When it comes to drivers, team patriarch, 16-time Funny Car champion John Force, who turns 70 in May, returns, as well as two-time Funny Car champion and JFR president Robert Hight.

Also returning is John Force’s daughter, 2017 NHRA Top Fuel champion Brittany Force.

John Force Racing drivers (clockwise from top left): John Force, Brittany Force, Austin Prock and Robert High.

And at some point this season, contingent upon sponsorship, will see the debut of Austin Prock in either a Funny Car or Top Fuel dragster. The younger Prock is the son of Jimmy Prock, crew chief for Hight’s Funny Car.

Austin Prock, who earned his NHRA Funny Car license last season and is expected to earn his Top Fuel license shortly, has been part of JFR’s development program. How many races he competes in during 2019 will be predicated upon sponsorship and whether he’ll compete in Funny Car or Top Fuel, according to JFR.

“My operation fully functions with a four-car team, with the chassis shop, machine shop and engine program, it makes it all make sense,” John Force said in a media release. “We will find a partnership to run this fourth car. Chasing sponsorships is no different than chasing a championship, you work on it 24/7.”

As for crew chiefs in the JFR fold for 2019:

* Jimmy Prock returns as crew chief for Hight, which finished second in the standings last season after capturing the 2017 championship. Also returning is assistant crew chief Chris Cunningham. Together, the trio led Hight to four wins in the last seven races of the 2018 season.

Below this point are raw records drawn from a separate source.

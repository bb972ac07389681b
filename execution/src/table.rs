use std::sync::atomic::{AtomicU64, Ordering};
use std::sync::Arc;

use punto_types::{AutoGameAck, BetReceipt, BetType, GameStarted, GameState};
use tokio::sync::watch;
use tracing::{info, warn};

use crate::autoplay::AutoPlay;
use crate::capabilities::{CardSource, Clock, RecordSink};
use crate::config::EngineConfig;
use crate::error::EngineError;
use crate::ledger::{BetLedger, BetLimits};
use crate::round::{self, Round, Step};
use crate::round_scheduler::RoundScheduler;
use crate::status::TableView;

/// Shared, read-only inputs for every chat worker.
pub(crate) struct Context {
    pub(crate) config: EngineConfig,
    pub(crate) scheduler: RoundScheduler,
    pub(crate) clock: Arc<dyn Clock>,
    pub(crate) cards: Arc<dyn CardSource>,
    pub(crate) sink: Arc<dyn RecordSink>,
    sequence: AtomicU64,
}

impl Context {
    pub(crate) fn new(
        config: EngineConfig,
        clock: Arc<dyn Clock>,
        cards: Arc<dyn CardSource>,
        sink: Arc<dyn RecordSink>,
    ) -> Self {
        Self {
            scheduler: RoundScheduler::new(config.phases),
            config,
            clock,
            cards,
            sink,
            sequence: AtomicU64::new(0),
        }
    }

    fn next_game_number(&self, now_ms: u64) -> String {
        let sequence = self.sequence.fetch_add(1, Ordering::Relaxed);
        round::game_number(now_ms, sequence)
    }

    fn new_ledger(&self) -> BetLedger {
        BetLedger::new(
            self.config.bet_policy,
            BetLimits {
                min: self.config.min_bet,
                max: self.config.max_bet,
            },
        )
    }
}

/// What a tick did to a chat.
#[derive(Clone, Debug, PartialEq, Eq)]
pub enum TickOutcome {
    /// No round and no scheduled start.
    Idle,
    /// A round exists but its timer has not run out.
    Waiting { state: GameState },
    Advanced { from: GameState, to: GameState },
    /// The deal failed and will be retried.
    Retrying { attempts: u32 },
    /// Auto-play opened a new round.
    AutoStarted { game_number: String },
}

/// Everything one chat owns. Lives inside the chat's queue worker.
pub(crate) struct ChatTable {
    chat_id: String,
    round: Option<Round>,
    autoplay: AutoPlay,
    publisher: watch::Sender<TableView>,
    /// Set once the engine has dropped this chat; later operations must not touch it.
    closed: bool,
}

impl ChatTable {
    pub(crate) fn new(chat_id: &str, config: &EngineConfig, publisher: watch::Sender<TableView>) -> Self {
        Self {
            chat_id: chat_id.to_string(),
            round: None,
            autoplay: AutoPlay::new(config.next_game_delay_ms, config.max_games_per_session),
            publisher,
            closed: false,
        }
    }

    pub(crate) fn chat_id(&self) -> &str {
        &self.chat_id
    }

    /// No round, no auto-play and nothing scheduled: the chat holds no state
    /// worth keeping.
    pub(crate) fn is_dormant(&self) -> bool {
        self.round.is_none()
            && !self.autoplay.is_enabled()
            && self.autoplay.next_start_at().is_none()
    }

    pub(crate) fn is_closed(&self) -> bool {
        self.closed
    }

    pub(crate) fn close(&mut self) {
        self.closed = true;
    }

    /// Replace the published view with the current state.
    pub(crate) fn publish(&self) {
        self.publisher.send_replace(TableView {
            round: self.round.as_ref().map(Round::view),
            auto_game_enabled: self.autoplay.is_enabled(),
            total_games_in_session: self.autoplay.games_in_session(),
            next_game_at: self.autoplay.next_start_at(),
        });
    }

    pub(crate) fn start(&mut self, ctx: &Context) -> Result<GameStarted, EngineError> {
        if let Some(round) = &self.round {
            if !ctx.scheduler.can_start_new_round(round.state()) {
                return Err(EngineError::AlreadyActive {
                    game_number: round.game_number().to_string(),
                });
            }
        }
        self.autoplay.cancel_pending();
        Ok(self.open_round(ctx, ctx.clock.now_ms(), false))
    }

    fn open_round(&mut self, ctx: &Context, now_ms: u64, auto_played: bool) -> GameStarted {
        let round = Round::open(
            &self.chat_id,
            ctx.next_game_number(now_ms),
            ctx.new_ledger(),
            &ctx.scheduler,
            now_ms,
            auto_played,
        );
        let started = GameStarted {
            game_number: round.game_number().to_string(),
            betting_end_time: round.betting_end_time(),
        };
        self.round = Some(round);
        started
    }

    pub(crate) fn place_bet(
        &mut self,
        ctx: &Context,
        user_id: &str,
        user_name: &str,
        bet_type: BetType,
        amount: u64,
    ) -> Result<BetReceipt, EngineError> {
        let Some(round) = self.round.as_mut() else {
            return Err(EngineError::InvalidState {
                state: GameState::Idle,
            });
        };
        round.place_bet(
            &ctx.scheduler,
            user_id,
            user_name,
            bet_type,
            amount,
            ctx.clock.now_ms(),
        )
    }

    pub(crate) fn enable_auto(&mut self, ctx: &Context) -> AutoGameAck {
        let finished = self
            .round
            .as_ref()
            .is_some_and(|round| round.state() == GameState::Finished);
        self.autoplay.enable(finished, ctx.clock.now_ms());
        AutoGameAck {
            auto_game_enabled: self.autoplay.is_enabled(),
        }
    }

    pub(crate) fn disable_auto(&mut self) -> AutoGameAck {
        self.autoplay.disable();
        AutoGameAck {
            auto_game_enabled: false,
        }
    }

    /// Run due auto-play starts and at most one round transition.
    pub(crate) fn tick(&mut self, ctx: &Context) -> TickOutcome {
        let now_ms = ctx.clock.now_ms();

        if self.autoplay.take_due(now_ms) {
            let live = self
                .round
                .as_ref()
                .is_some_and(|round| round.state().is_live());
            if live {
                warn!(chat_id = %self.chat_id, "auto-play start due while a round is live; skipped");
            } else {
                let started = self.open_round(ctx, now_ms, true);
                return TickOutcome::AutoStarted {
                    game_number: started.game_number,
                };
            }
        }

        let Some(round) = self.round.as_mut() else {
            return TickOutcome::Idle;
        };
        let from = round.state();
        let step = round.advance(
            &ctx.scheduler,
            ctx.cards.as_ref(),
            ctx.config.max_process_attempts,
            now_ms,
        );
        let to = round.state();

        match step {
            Step::Waiting => TickOutcome::Waiting { state: from },
            Step::Locked | Step::Revealed(_) => TickOutcome::Advanced { from, to },
            Step::DealFailed { attempts } => TickOutcome::Retrying { attempts },
            Step::Finished | Step::Aborted { .. } => {
                self.on_finished(ctx, now_ms);
                TickOutcome::Advanced { from, to }
            }
            Step::Retired => {
                self.round = None;
                info!(chat_id = %self.chat_id, "chat idle");
                TickOutcome::Advanced {
                    from,
                    to: GameState::Idle,
                }
            }
        }
    }

    fn on_finished(&mut self, ctx: &Context, now_ms: u64) {
        if let Some(record) = self.round.as_ref().and_then(Round::record) {
            if let Err(err) = ctx.sink.record(&record) {
                warn!(
                    chat_id = %self.chat_id,
                    game_number = %record.game_number,
                    %err,
                    "failed to record round"
                );
            }
        }
        if let Some(start_at) = self.autoplay.on_finished(now_ms) {
            info!(chat_id = %self.chat_id, start_at, "next auto-play round scheduled");
        }
    }
}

* Brian Corradi and Dan Hood, who served as co-crew chiefs for Courtney Force last season, will assume the same roles with the Peak Coolant and Motor Oil Chevrolet Camaro SS driven by John Force.

Corradi, who joined JFR at the start of 2018, and Hood, who is married to John Force’s second-oldest daughter, Ashley Force Hood, helped lead Courtney Force to four wins and 11 No. 1 qualifiers in her career-best season performance, finishing fifth in the overall Funny Car standings.

“Working with Brian Corradi and son-in-law Dan Hood is exciting for me,” John Force said. “They, along with (car chief) Tim Fabrisi, have put a strong team together as proven last year with Courtney making a run for the championship.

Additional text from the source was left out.